The Premier League has had some outstanding defensive midfielders in its history, from tough-tackling midfield generals to deep-lying conductors at the base of the midfield.

Midfielders are categorised now more than ever before with the days of expected box-to-box influence replaced by more specialist roles. Defensive midfielders are among the most fundamental parts of a successful team, tasked with screening the defence and serving as a conduit from back to front.
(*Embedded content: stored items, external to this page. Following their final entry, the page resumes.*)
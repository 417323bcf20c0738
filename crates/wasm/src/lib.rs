mod dom;

use std::collections::HashMap;

use scrollgate_core::{MountedSection, Page, ScrollLockConfig, Section};
use scrollgate_protocol::SectionId;
use tracing::debug;
use wasm_bindgen::prelude::*;
use web_sys::Element;

pub use dom::{BodySuppressor, WebObservation, WebViewport};

/// Scroll-lock state for one page load, exposed to JavaScript.
///
/// Create one at the page root, mount every full-screen section with its
/// element, and call `teardown()` (or `free()`) when the page goes away.
#[wasm_bindgen]
pub struct ScrollLockPage {
    sections: HashMap<SectionId, MountedSection<(), WebObservation>>,
    viewport: WebViewport,
    page: Option<Page>,
}

#[wasm_bindgen]
impl ScrollLockPage {
    /// `config_json` follows `ScrollLockConfig`; omit it for the defaults
    /// (50 % threshold, `overflow: hidden` on the body).
    #[wasm_bindgen(constructor)]
    pub fn new(config_json: Option<String>) -> Result<ScrollLockPage, JsError> {
        let config = match config_json {
            Some(json) => ScrollLockConfig::from_json(json.as_bytes())
                .map_err(|e| JsError::new(&e.to_string()))?,
            None => ScrollLockConfig::default(),
        };
        let viewport = WebViewport::new(config.threshold())
            .map_err(|e| JsError::new(&dom::js_message(&e)))?;
        let suppressor = BodySuppressor::new(config.suppression.clone());
        Ok(Self {
            sections: HashMap::new(),
            viewport,
            page: Some(Page::new(config, suppressor)),
        })
    }

    /// Start observing `element` as section `id`.
    ///
    /// Ids must be unique among mounted sections; mounting a live id again
    /// is rejected.
    #[wasm_bindgen(js_name = mountSection)]
    pub fn mount_section(
        &mut self,
        id: &str,
        element: &Element,
        has_viewed_all: bool,
    ) -> Result<(), JsError> {
        let Some(page) = &self.page else {
            return Err(JsError::new("page has been torn down"));
        };
        if self.sections.contains_key(id) {
            return Err(JsError::new(&format!("section {id:?} is already mounted")));
        }
        let section = Section::new(id, has_viewed_all, ());
        let key = section.id().clone();
        let mounted = page.mount(section, &mut self.viewport, element);
        debug!(section = id, has_viewed_all, "section mounted");
        self.sections.insert(key, mounted);
        Ok(())
    }

    /// Push the owner's latest completion state for section `id`.
    #[wasm_bindgen(js_name = setHasViewedAll)]
    pub fn set_has_viewed_all(&self, id: &str, value: bool) -> Result<(), JsError> {
        let section = self
            .sections
            .get(id)
            .ok_or_else(|| JsError::new(&format!("section {id:?} is not mounted")))?;
        section
            .set_has_viewed_all(value)
            .map_err(|e| JsError::new(&e.to_string()))
    }

    /// Stop observing section `id` and release its lock. Unknown ids are
    /// ignored.
    #[wasm_bindgen(js_name = unmountSection)]
    pub fn unmount_section(&mut self, id: &str) -> Result<(), JsError> {
        let Some(section) = self.sections.remove(id) else {
            return Ok(());
        };
        debug!(section = id, "section unmounted");
        section.unmount().map_err(|e| JsError::new(&e.to_string()))
    }

    #[wasm_bindgen(js_name = isScrollLocked)]
    pub fn is_scroll_locked(&self) -> bool {
        self.page
            .as_ref()
            .is_some_and(|p| p.registry().is_suppressed())
    }

    /// Current lock holders and suppression state as JSON.
    pub fn snapshot(&self) -> Result<String, JsError> {
        let snapshot = self
            .page
            .as_ref()
            .map(|p| p.registry().snapshot())
            .unwrap_or_default();
        serde_json::to_string(&snapshot).map_err(|e| JsError::new(&e.to_string()))
    }

    /// Lock events since the last call, as a JSON array.
    #[wasm_bindgen(js_name = drainEvents)]
    pub fn drain_events(&self) -> Result<String, JsError> {
        let events = self
            .page
            .as_ref()
            .map(|p| p.registry().drain_events())
            .unwrap_or_default();
        serde_json::to_string(&events).map_err(|e| JsError::new(&e.to_string()))
    }

    /// Unmount every section and lift suppression. Further mounts fail.
    pub fn teardown(&mut self) -> Result<(), JsError> {
        let mut first_err = None;
        for (_, section) in self.sections.drain() {
            if let Err(e) = section.unmount() {
                first_err = first_err.or(Some(e));
            }
        }
        if let Some(page) = self.page.take()
            && let Err(e) = page.teardown()
        {
            first_err = first_err.or(Some(e));
        }
        match first_err {
            Some(e) => Err(JsError::new(&e.to_string())),
            None => Ok(()),
        }
    }
}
We’ve decided to look back at some of the division’s greatest defensive midfielders, a collection of stars who stamped their authority on Premier League pitches.

Roy Keane

Roy Keane has said himself that the defensive midfielder is a modern concept, with the Irishman at home in an era where central midfielders were required to do it all and 4-4-2 was the go-to shape for sides.

Keane could, and did, do it all. The former Manchester United midfielder was ferocious in the challenge, made his side tick and powered forward into the opposition box when the time was right. The defining characteristics of his games were defensive however, as he snarled into tackles, demanded the best from those around him and set standards for effort and commitment.

Keane’s career was one of decorated success as he won seven Premier League titles and was named in the PFA Team of the Year on five occasions, the captain of the division’s dominant force under Sir Alex Ferguson.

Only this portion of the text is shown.